[plug] Linux Network Neighborhood ??
Leon Brooks
leon at brooks.fdns.net
Mon Sep 30 13:08:16 WST 2002
On Sun, 29 Sep 2002 03:04, Steege, Phil E wrote:
> Is there a Linux GUI equivalent to Network Neighborhood that comes with
> Windows machines ?
For Windows (or at least SMB shares) Gnomba works well. KDE has an equivalent
but I don't remember the name OTToMH. If you have a mixed LAN (Linux and
Windows) SMB is probably the easiest sharing protocol to use, if hardly the
most secure.
There are so many ways of sharing files under Linux that an integrated tool to
do the lot would be a gargantuan achievement. You can find Linux machines
quickly enough with this:
/bin/ping -b -c 2 $(/sbin/ifconfig eth0 | \
/bin/gawk '-F[ :]+' '/Bcast:/ { print $6 }')
Windows machines don't respond to broadcast pings, so do `nmblookup '*'' to
find them, and `nmblookup -A 192.168.333.444' (192.168.333.444 being an
address returned by the previous lookup) to see what they think they're
called and own.
To find all active IP addresses on your LAN, regardless of OS, you can ping
them individually, or use something like (with your own LAN subnet instead):
nmap 192.168.333.0/24
Nmap will tell you if the machine has FTP open (port 21) which you can mount
into your directory tree with ftpfs (http://ftpfs.sourceforge.net/ *), and
using the -sU option it will also find potential NFS shares (port 111 is a
hint that NFS is up), on which / will often mount (at least readonly) as a
share using nfsmount (for details of which do `man nfs').
If your DNS is set up correctly, you can find the name of any machine
regardless of OS using `host 192.168.333.444' (192.168.333.444 being a fake,
sample IP to look up).
DAV can also be used to make fileshares through your webserver using davfs
(http://dav.sourceforge.net/), but I'm not sure how to get a listing, per se,
of available DAV shares. There are filesystem drivers around to mount the
most amazing services and objects as if they were just another NFS share.

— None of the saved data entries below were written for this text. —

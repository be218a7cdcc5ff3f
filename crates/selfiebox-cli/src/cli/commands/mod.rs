//! CLI command handlers.

pub mod bot;
pub mod composite;
pub mod config;
//! Per-user photo pairing.
//!
//! A session collects a subject, then a backdrop. The second image triggers
//! exactly one composite, after which the session is gone whatever the
//! result:
//!
//! ```text
//! Empty --image--> AwaitingBackdrop --image--> Ready --done/failed--> Empty
//! ```
//!
//! Images arriving while a session is `Ready` are ignored ([`Outcome::Busy`]).

use std::sync::Arc;

use crate::compositor::Compositor;
use crate::error::CompositeError;

mod store;

use store::Admission;
pub use store::{SessionKey, SessionPhase, SessionStore};

/// What happened to a submitted image.
#[derive(Debug)]
pub enum Outcome {
    /// Stored as subject; prompt for the backdrop
    AwaitingBackdrop,
    /// Pair composited; PNG bytes
    Composited(Vec<u8>),
    /// Pair failed; the session was torn down
    Failed(CompositeError),
    /// A composite for this key is still running; the image was dropped
    Busy,
}

#[derive(Clone)]
pub struct SessionTracker {
    store: SessionStore,
    compositor: Arc<Compositor>,
}

impl SessionTracker {
    pub fn new(store: SessionStore, compositor: Arc<Compositor>) -> Self {
        Self { store, compositor }
    }

    /// Feeds one image into the session for `key`.
    ///
    /// The second image for a key runs the composite before returning. The
    /// entry is removed on every exit path, including panics and the
    /// returned future being dropped mid-composite.
    pub async fn submit_image(&self, key: &SessionKey, image: Vec<u8>) -> Outcome {
        let (subject, backdrop, guard) = match self.store.admit(key, image) {
            Admission::Stored => {
                tracing::info!(session = %key, "subject stored, awaiting backdrop");
                return Outcome::AwaitingBackdrop;
            }
            Admission::Busy => {
                tracing::info!(session = %key, "composite already running, image ignored");
                return Outcome::Busy;
            }
            Admission::Triggered {
                subject,
                backdrop,
                guard,
            } => (subject, backdrop, guard),
        };

        tracing::info!(
            session = %key,
            subject_bytes = subject.len(),
            backdrop_bytes = backdrop.len(),
            "both images received, compositing"
        );
        let result = self.compositor.composite(subject, backdrop).await;
        drop(guard);

        match result {
            Ok(png) => {
                tracing::info!(session = %key, bytes = png.len(), "composite finished");
                Outcome::Composited(png)
            }
            Err(err) => {
                tracing::error!(session = %key, kind = %err.kind, "composite failed: {err}");
                Outcome::Failed(err)
            }
        }
    }

    pub fn phase(&self, key: &SessionKey) -> SessionPhase {
        self.store.phase(key)
    }

    /// Drops a waiting subject; returns whether anything was removed.
    pub fn cancel(&self, key: &SessionKey) -> bool {
        let removed = self.store.cancel(key);
        if removed {
            tracing::info!(session = %key, "pending session cancelled");
        }
        removed
    }

    /// Number of live sessions.
    pub fn len(&self) -> usize {
        self.store.len()
    }

    pub fn is_empty(&self) -> bool {
        self.store.is_empty()
    }
}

All of the above may be automated, with varying levels of risk, by adding
entries to /etc/fstab.
If you have Windows clients trying to access a Linux box, particularly
securely, WinSCP works reasonably well. It relies on PuTTY, the best
ssh/telnet/rsh client I've ever seen on Windows.
Cheers; Leon
* Oh, wait, it's obsolete already; try http://lufs.sourceforge.net/ for a
user-definable filesystem type which includes sshfs, cardfs (memory card,
possibly plugged into a terminal) cefs (ie, Windows CE as a filesystem)
and a few others.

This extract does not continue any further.